▸ **Requirement**
Search the listing for the word "store" and say how many lines have it, nothing besides.

▸ **Task data**

##############################

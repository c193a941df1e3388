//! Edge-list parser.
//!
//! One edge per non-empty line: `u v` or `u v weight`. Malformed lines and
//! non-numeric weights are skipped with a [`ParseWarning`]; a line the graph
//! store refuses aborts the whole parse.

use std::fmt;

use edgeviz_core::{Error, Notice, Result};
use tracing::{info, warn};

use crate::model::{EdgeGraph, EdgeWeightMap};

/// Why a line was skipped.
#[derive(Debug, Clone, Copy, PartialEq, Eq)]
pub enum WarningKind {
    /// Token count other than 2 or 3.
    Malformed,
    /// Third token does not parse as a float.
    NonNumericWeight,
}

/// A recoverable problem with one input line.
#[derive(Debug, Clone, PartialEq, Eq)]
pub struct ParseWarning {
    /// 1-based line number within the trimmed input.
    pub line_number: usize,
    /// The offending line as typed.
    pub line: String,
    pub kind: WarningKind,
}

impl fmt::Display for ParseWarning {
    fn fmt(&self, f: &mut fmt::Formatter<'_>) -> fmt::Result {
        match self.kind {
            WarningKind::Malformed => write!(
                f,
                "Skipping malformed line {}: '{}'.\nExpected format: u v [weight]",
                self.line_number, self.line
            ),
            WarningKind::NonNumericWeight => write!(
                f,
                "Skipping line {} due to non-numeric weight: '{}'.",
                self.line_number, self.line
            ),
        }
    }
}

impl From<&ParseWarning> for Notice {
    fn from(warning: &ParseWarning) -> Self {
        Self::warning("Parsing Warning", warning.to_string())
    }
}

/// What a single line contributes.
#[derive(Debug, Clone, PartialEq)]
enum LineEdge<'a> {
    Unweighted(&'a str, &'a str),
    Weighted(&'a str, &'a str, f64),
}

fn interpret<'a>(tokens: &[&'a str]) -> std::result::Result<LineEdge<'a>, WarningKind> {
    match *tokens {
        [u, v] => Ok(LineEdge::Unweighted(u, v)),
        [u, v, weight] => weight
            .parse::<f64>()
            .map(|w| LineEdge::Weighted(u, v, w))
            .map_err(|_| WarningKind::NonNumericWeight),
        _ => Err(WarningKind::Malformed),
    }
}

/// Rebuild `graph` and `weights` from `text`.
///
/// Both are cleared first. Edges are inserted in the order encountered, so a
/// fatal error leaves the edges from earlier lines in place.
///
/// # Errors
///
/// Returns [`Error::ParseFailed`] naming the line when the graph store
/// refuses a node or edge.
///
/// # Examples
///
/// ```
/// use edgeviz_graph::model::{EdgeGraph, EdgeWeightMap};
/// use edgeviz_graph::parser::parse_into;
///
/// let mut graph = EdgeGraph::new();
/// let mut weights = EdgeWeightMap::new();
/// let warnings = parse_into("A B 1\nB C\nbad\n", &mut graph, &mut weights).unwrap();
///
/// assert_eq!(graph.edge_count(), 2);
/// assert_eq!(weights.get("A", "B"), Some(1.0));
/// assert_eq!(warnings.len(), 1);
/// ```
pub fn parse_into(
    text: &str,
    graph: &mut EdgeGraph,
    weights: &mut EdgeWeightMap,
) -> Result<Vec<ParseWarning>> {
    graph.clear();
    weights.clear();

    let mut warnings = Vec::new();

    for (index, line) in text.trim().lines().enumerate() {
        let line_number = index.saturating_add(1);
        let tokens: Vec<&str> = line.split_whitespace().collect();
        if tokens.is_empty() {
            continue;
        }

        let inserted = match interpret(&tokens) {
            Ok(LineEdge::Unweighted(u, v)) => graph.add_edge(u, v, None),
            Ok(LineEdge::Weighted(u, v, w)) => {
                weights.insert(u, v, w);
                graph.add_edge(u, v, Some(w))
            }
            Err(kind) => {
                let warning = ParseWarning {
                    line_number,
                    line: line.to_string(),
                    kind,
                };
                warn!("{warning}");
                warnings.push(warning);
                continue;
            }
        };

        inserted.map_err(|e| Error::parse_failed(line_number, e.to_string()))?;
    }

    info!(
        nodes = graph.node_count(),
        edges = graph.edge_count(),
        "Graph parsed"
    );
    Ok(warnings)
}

##############################

▸ **Answer box**
2